其二, 价值传递与艺术自主的平衡。主旋律电影始终面临如何在价值导向与艺术表达之间保持平衡的困境; 这一困境在“全员嫌疑”的叙事格局中, 进一步衍生出认同机制的难题。影片通过构建“狼人杀”和“全员嫌疑”的叙事格局, 使观众沉浸式感受“间谍可能就在身边”的信任危机, 但这一叙事策略的深层意涵在于: 在当代社会, 人与人之间的信任本就是脆弱且需要不断确证的。影片将这种当代人的生存体验转化为叙事张力, 让观众在“谁可以信任”的追问中, 被迫直面一个更为根本的问题: 当所有人都可疑时, 情感认同从何而来?这一问题, 影片以“去英雄化”的人物群像作出回应: 使观众的共情从对人物困境的警觉中生长, 而非来自外部灌输。然而, 当价值传递不再依赖于清晰的人物设定与情感分配时, 它如何在保持思想引领力的同时, 避免陷入相对主义的困境?
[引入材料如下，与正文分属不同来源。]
//! Tree growth parameters.
//!
//! [`TreeParams`] is built with the `bon` builder and validated at
//! [`build`](TreeParamsBuilder::build) time. It also derives `serde` so a host
//! can load it from a config file; deserialized values are re-validated when
//! training starts.
//!
//! # Example
//!
//! ```
//! use msutree::training::TreeParams;
//!
//! let params = TreeParams::builder()
//!     .n_candidates(3)
//!     .max_depth(8)
//!     .seed(7)
//!     .build()
//!     .unwrap();
//! assert_eq!(params.resolve_k(10), 3);
//! ```

use bon::Builder;
use serde::{Deserialize, Serialize};

// =============================================================================
// ConfigError
// =============================================================================

/// Invalid parameter values.
#[derive(Debug, Clone, PartialEq, thiserror::Error)]
pub enum ConfigError {
    /// `min_instances` must be finite and non-negative.
    #[error("min_instances must be finite and non-negative, got {0}")]
    InvalidMinInstances(f64),

    /// `min_variance_prop` must be finite and non-negative.
    #[error("min_variance_prop must be finite and non-negative, got {0}")]
    InvalidMinVarianceProp(f64),
}

// =============================================================================
// TreeParams
// =============================================================================

/// Parameters for growing one MSU tree.
#[derive(Debug, Clone, PartialEq, Builder, Serialize, Deserialize)]
#[builder(
    derive(Clone, Debug),
    finish_fn(vis = "", name = __build_internal)
)]
#[serde(default)]
pub struct TreeParams {
    /// Candidate attributes examined per node (K). Default: 0 (automatic).
    ///
    /// Values above the number of predictors are clamped to it; 0 selects
    /// `floor(log2(n_predictors)) + 1`. See [`resolve_k`](Self::resolve_k).
    #[builder(default)]
    pub n_candidates: usize,

    /// Minimum total weight of a leaf. Default: 1.0.
    ///
    /// A node with total weight below `2 * min_instances` is not split.
    #[builder(default = 1.0)]
    pub min_instances: f64,

    /// Minimum variance proportion for numeric targets. Default: 1e-3.
    ///
    /// A node is not split once its per-weight variance falls below this
    /// fraction of the training-set variance.
    #[builder(default = 1e-3)]
    pub min_variance_prop: f64,

    /// Maximum depth. Default: 0 (unlimited).
    #[builder(default)]
    pub max_depth: usize,

    /// Random seed for attribute draws. Default: 1.
    #[builder(default = 1)]
    pub seed: u64,

    /// Leave ties to draw order instead of preferring the lower attribute id.
    /// Default: false.
    #[builder(default)]
    pub break_ties_randomly: bool,

    /// Predict a zero vector (NaN for numeric targets) instead of nothing
    /// when an instance reaches a branch never seen in training. Default: false.
    #[builder(default)]
    pub allow_unclassified: bool,

    /// Skip the capability check before training. Default: false.
    ///
    /// Ensembles check the data once and train their trees with this set.
    /// It is also the only way to train on numeric targets or data with
    /// missing values.
    #[builder(default)]
    pub do_not_check_capabilities: bool,
}

impl<S: tree_params_builder::IsComplete> TreeParamsBuilder<S> {
    /// Build and validate the parameters.
    ///
    /// # Errors
    ///
    /// Returns [`ConfigError`] if `min_instances` or `min_variance_prop` is
    /// negative or not finite.
    pub fn build(self) -> Result<TreeParams, ConfigError> {
        let params = self.__build_internal();
        params.validate()?;
        Ok(params)
    }
}

impl TreeParams {
    /// Validate parameter values.
    pub fn validate(&self) -> Result<(), ConfigError> {
        if !self.min_instances.is_finite() || self.min_instances < 0.0 {
            return Err(ConfigError::InvalidMinInstances(self.min_instances));
        }
        if !self.min_variance_prop.is_finite() || self.min_variance_prop < 0.0 {
            return Err(ConfigError::InvalidMinVarianceProp(self.min_variance_prop));
        }
        Ok(())
    }

    /// Number of candidates drawn per node for `n_predictors` predictors.
    pub fn resolve_k(&self, n_predictors: usize) -> usize {
        if n_predictors == 0 {
            return 0;
        }
        let mut k = self.n_candidates.min(n_predictors);
        if k < 1 {
            k = (n_predictors as f64).log2().floor() as usize + 1;
        }
        k
    }
}

impl Default for TreeParams {
    fn default() -> Self {
        Self::builder().build().expect("default params are valid")
    }
}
这些难题并非《惊蛰无声》的缺陷, 而是指向了主旋律电影在面对“当代”时不可回避的结构性困境: 历史距离的丧失, 既是类型的危机, 也是其机遇。危机在于, 它迫使主旋律电影脱离既有的叙事安全区, 直面现实生活的复杂性; 机遇在于, 它推动主旋律电影从“主题先行的经典改编”转向“受众本位的创意叙事”
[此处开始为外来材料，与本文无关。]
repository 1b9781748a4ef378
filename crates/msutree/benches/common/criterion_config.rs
use std::time::Duration;

use criterion::Criterion;

/// Baseline Criterion configuration for all benchmarks.
pub fn default_criterion() -> Criterion {
    Criterion::default()
        // Allows `--bench` command-line overrides.
        .configure_from_args()
        .warm_up_time(Duration::from_secs(2))
        .measurement_time(Duration::from_secs(10))
        .sample_size(10)
}
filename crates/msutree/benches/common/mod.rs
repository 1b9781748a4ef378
pub mod criterion_config;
[16], 在真实与戏剧、 价值与艺术之间探寻新的平衡点。
在这个意义上, 《惊蛰无声》为主旋律创作与类型理论提供了双重启示: 对于主旋律电影而言, 真正的挑战或许不在于如何“讲好故事”, 而在于如何让故事成为观众与当代现实之间的中介——不是提供答案, 而是唤醒问题; 不是制造认同, 而是激发思考; 不是逃避复杂, 而是直面真实。而类型的生命力, 不在于对既有规则的忠实遵循, 而在于它在面对当代现实时, 敢于让自身陷入危机, 并在危机中重新“发明”自身。